**REQUIREMENT**
Write out the line that contains "with no query.", then every following line to the end of the records below, with no other lines and no changes.

(Stored data entries)
========================================================================
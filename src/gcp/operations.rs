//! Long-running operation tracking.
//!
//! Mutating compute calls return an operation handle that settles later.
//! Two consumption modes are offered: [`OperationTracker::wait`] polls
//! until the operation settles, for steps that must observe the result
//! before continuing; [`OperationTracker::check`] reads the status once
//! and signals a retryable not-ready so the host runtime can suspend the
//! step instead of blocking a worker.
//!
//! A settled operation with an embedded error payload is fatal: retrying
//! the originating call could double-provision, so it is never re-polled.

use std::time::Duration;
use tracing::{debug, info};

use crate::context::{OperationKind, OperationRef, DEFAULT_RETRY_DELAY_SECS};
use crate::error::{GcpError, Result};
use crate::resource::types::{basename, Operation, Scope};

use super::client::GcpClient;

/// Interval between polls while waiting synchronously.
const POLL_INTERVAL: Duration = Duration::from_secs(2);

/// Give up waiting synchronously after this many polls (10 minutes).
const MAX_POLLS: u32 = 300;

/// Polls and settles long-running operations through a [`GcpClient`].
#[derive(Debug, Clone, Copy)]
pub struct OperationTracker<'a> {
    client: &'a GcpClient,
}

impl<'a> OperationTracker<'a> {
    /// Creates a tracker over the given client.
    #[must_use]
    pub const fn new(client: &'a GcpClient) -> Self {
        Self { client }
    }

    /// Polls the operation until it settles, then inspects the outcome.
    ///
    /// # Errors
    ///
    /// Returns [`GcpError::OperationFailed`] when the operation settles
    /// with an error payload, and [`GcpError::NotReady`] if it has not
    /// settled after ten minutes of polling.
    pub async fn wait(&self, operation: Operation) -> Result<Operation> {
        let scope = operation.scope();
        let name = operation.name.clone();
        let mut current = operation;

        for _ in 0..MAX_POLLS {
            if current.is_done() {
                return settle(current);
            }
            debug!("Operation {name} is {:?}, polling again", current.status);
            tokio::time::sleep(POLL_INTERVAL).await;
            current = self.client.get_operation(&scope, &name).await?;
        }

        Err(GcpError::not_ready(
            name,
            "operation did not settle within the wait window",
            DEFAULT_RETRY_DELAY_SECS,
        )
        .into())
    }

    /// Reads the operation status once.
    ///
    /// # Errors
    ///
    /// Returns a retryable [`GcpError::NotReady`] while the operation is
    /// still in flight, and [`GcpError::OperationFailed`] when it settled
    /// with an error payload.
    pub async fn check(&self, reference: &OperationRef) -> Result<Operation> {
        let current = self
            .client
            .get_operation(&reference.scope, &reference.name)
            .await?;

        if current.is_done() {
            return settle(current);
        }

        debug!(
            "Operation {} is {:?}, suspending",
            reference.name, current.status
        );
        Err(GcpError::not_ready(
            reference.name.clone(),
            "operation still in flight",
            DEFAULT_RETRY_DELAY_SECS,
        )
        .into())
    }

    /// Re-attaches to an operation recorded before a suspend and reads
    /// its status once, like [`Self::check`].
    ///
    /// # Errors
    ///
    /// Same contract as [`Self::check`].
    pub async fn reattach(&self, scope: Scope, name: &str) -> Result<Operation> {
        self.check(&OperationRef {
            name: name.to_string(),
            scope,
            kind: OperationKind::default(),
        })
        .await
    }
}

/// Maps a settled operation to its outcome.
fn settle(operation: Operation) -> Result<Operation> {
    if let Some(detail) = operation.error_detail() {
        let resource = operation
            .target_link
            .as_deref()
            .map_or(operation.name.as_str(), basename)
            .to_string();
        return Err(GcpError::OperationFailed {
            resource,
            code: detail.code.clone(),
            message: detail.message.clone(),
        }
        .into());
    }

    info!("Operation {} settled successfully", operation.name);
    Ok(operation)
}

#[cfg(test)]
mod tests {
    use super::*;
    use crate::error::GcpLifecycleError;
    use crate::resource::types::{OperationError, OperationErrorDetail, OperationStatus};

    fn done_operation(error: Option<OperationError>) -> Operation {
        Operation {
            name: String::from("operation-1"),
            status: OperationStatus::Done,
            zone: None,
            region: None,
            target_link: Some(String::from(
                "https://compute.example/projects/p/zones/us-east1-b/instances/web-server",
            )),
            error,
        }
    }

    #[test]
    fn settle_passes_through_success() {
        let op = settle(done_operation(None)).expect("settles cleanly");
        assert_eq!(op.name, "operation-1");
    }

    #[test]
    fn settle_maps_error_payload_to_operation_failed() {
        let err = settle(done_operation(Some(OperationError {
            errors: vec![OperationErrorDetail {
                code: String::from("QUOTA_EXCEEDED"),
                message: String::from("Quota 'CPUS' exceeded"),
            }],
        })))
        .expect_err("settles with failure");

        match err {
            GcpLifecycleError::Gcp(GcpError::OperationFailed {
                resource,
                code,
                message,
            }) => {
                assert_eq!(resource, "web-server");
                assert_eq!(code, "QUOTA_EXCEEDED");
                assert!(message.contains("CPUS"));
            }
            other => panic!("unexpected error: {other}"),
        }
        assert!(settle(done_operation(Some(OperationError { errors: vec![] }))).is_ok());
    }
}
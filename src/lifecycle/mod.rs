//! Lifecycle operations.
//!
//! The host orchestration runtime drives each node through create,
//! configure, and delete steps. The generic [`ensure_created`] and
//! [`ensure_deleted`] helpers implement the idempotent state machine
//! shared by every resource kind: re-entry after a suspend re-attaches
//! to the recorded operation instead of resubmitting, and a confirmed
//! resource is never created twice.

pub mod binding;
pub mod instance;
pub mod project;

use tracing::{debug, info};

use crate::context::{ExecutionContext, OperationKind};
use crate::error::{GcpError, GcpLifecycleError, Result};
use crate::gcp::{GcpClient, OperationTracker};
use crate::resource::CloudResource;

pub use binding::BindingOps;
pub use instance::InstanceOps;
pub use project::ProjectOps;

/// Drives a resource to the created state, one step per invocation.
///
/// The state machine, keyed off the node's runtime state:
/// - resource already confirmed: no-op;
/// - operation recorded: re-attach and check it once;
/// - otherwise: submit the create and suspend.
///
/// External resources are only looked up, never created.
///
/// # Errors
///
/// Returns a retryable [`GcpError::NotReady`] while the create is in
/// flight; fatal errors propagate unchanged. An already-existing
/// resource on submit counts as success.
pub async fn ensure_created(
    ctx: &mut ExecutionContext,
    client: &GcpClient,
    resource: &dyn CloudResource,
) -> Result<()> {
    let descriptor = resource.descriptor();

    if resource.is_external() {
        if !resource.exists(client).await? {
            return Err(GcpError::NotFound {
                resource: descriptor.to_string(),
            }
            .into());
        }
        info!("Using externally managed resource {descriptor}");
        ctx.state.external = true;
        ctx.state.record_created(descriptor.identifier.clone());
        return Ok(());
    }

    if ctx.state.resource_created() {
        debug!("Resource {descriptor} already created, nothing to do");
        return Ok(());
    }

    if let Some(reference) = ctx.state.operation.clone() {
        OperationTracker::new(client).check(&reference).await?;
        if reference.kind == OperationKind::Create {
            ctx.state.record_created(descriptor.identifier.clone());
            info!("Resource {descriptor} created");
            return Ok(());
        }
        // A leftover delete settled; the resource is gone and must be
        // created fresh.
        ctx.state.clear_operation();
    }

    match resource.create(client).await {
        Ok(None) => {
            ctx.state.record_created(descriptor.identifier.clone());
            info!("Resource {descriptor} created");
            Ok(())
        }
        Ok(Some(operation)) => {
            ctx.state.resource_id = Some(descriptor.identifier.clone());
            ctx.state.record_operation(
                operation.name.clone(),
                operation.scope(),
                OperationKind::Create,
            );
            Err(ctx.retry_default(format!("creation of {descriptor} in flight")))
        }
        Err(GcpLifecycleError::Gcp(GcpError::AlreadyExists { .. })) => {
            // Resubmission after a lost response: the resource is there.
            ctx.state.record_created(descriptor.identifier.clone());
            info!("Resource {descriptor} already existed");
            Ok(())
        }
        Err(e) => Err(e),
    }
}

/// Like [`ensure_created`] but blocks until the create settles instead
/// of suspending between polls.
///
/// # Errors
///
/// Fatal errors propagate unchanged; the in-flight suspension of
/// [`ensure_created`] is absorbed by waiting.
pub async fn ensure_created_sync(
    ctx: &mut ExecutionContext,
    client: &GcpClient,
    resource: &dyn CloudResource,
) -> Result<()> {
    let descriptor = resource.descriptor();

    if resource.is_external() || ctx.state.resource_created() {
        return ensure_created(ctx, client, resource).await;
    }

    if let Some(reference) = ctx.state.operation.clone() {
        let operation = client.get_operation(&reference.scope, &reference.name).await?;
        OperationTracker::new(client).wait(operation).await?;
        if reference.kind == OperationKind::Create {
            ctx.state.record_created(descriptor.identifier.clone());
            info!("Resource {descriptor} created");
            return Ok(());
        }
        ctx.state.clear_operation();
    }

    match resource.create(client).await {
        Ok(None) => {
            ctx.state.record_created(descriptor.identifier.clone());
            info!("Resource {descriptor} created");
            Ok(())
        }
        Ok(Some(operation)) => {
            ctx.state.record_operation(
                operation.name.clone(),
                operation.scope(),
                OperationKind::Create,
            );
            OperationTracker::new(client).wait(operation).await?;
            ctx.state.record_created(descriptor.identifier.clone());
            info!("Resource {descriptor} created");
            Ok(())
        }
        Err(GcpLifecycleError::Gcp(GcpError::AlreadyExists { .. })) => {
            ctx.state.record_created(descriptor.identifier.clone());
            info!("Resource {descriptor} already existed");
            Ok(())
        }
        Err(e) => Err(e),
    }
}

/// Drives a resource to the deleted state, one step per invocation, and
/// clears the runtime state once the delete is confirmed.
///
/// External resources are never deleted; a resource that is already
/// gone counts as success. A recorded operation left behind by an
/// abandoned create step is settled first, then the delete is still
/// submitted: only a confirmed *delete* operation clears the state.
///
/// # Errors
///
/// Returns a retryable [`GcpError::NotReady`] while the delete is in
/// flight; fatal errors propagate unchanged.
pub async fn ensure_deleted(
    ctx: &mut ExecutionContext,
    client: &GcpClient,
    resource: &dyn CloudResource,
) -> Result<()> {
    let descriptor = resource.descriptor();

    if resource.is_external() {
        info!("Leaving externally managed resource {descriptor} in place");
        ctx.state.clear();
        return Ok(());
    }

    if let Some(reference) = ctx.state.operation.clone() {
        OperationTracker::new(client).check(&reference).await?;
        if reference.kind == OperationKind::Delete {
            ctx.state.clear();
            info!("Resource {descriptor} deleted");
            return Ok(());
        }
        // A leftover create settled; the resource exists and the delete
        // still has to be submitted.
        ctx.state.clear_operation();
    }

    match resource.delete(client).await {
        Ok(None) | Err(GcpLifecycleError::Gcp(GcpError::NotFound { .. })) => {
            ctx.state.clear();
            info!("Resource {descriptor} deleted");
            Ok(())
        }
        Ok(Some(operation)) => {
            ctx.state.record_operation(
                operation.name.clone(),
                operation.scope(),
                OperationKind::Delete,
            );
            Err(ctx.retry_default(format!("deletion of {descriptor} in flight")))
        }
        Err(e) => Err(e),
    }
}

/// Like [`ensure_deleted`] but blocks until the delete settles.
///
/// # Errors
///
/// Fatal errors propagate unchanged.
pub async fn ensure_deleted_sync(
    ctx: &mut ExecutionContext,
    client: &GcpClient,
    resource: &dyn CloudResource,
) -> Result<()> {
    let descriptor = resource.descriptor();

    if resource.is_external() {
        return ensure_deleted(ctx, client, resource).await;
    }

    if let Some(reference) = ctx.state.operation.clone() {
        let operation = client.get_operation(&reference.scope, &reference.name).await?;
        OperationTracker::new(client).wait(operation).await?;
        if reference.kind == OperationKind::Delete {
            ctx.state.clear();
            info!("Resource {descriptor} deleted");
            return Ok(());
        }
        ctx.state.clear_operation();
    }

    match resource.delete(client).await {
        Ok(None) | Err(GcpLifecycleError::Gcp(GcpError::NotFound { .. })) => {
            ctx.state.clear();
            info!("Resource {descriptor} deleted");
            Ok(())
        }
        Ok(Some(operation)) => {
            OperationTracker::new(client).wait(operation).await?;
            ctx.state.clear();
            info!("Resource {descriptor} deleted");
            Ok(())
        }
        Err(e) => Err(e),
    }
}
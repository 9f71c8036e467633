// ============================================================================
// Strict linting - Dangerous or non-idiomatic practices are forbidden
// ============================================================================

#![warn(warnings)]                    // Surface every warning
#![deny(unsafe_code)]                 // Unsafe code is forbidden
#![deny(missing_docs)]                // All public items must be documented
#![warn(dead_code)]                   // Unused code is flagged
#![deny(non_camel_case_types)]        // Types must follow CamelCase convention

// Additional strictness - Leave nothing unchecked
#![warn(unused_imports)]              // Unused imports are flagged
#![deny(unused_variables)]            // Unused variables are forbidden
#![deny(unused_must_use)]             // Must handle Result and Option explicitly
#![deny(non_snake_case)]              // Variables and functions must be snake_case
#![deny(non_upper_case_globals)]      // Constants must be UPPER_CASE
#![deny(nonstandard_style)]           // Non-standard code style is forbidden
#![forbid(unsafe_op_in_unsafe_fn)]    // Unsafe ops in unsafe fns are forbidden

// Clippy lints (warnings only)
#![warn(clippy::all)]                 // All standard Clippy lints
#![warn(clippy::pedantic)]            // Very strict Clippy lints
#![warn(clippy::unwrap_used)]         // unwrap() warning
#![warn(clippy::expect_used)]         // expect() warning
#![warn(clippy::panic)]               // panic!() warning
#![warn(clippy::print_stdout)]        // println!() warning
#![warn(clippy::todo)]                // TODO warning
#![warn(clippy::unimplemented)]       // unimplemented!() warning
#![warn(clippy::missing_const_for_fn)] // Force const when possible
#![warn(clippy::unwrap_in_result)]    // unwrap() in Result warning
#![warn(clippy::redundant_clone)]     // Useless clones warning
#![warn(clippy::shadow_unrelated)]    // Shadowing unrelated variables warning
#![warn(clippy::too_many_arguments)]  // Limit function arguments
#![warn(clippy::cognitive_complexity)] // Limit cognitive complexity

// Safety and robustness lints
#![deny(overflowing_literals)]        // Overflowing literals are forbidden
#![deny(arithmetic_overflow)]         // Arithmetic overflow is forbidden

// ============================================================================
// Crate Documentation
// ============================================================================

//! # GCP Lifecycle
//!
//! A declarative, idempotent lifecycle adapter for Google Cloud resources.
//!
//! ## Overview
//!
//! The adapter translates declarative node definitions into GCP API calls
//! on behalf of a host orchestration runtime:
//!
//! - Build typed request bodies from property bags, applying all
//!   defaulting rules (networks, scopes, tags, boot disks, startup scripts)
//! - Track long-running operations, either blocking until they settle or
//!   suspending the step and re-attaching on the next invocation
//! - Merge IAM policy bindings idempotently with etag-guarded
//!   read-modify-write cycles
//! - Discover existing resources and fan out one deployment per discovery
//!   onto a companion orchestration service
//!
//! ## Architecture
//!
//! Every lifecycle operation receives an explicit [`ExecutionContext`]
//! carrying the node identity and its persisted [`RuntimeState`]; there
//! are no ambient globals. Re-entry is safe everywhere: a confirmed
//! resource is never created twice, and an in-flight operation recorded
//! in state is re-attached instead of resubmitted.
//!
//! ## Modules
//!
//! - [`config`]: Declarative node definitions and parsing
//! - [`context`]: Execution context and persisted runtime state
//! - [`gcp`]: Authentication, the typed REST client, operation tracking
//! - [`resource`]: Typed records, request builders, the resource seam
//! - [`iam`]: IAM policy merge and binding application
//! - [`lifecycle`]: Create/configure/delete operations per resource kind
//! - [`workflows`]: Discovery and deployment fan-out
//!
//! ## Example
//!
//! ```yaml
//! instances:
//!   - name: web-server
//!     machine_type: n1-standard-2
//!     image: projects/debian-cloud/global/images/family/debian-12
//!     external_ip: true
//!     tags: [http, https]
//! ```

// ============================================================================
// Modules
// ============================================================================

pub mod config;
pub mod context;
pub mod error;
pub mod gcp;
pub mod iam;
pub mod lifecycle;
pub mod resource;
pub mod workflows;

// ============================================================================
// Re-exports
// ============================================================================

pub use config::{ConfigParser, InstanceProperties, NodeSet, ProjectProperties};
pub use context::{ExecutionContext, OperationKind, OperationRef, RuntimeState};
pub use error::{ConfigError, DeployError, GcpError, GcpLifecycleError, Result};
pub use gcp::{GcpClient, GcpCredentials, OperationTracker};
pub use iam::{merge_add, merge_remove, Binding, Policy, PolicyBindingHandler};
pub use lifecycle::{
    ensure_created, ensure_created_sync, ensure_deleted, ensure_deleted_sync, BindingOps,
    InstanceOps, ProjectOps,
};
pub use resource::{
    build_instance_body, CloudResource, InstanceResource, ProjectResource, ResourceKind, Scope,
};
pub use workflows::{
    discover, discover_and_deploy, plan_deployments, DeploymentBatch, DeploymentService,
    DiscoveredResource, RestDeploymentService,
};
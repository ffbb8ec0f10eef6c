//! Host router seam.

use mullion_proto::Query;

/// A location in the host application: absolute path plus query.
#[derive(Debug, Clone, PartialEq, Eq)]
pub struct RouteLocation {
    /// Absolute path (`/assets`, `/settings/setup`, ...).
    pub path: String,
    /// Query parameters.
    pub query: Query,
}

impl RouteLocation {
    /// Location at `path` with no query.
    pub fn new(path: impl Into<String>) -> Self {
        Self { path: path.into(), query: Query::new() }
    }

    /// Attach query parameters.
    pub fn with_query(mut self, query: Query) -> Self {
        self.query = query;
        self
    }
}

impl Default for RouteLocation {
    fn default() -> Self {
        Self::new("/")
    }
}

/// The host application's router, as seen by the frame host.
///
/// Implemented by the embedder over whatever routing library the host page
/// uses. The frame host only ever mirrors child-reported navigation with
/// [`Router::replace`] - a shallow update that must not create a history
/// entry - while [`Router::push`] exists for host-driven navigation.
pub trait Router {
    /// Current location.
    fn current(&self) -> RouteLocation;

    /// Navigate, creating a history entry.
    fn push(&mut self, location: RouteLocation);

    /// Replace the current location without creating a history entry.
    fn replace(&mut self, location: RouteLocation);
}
========================================================================
**RESPONSE TO THIS EXERCISE**
    /// Location at `path` with no query.
    pub fn new(path: impl Into<String>) -> Self {
        Self { path: path.into(), query: Query::new() }
    }

    /// Attach query parameters.
    pub fn with_query(mut self, query: Query) -> Self {
        self.query = query;
        self
    }
}

impl Default for RouteLocation {
    fn default() -> Self {
        Self::new("/")
    }
}

/// The host application's router, as seen by the frame host.
///
/// Implemented by the embedder over whatever routing library the host page
/// uses. The frame host only ever mirrors child-reported navigation with
/// [`Router::replace`] - a shallow update that must not create a history
/// entry - while [`Router::push`] exists for host-driven navigation.
pub trait Router {
    /// Current location.
    fn current(&self) -> RouteLocation;

    /// Navigate, creating a history entry.
    fn push(&mut self, location: RouteLocation);

    /// Replace the current location without creating a history entry.
    fn replace(&mut self, location: RouteLocation);
}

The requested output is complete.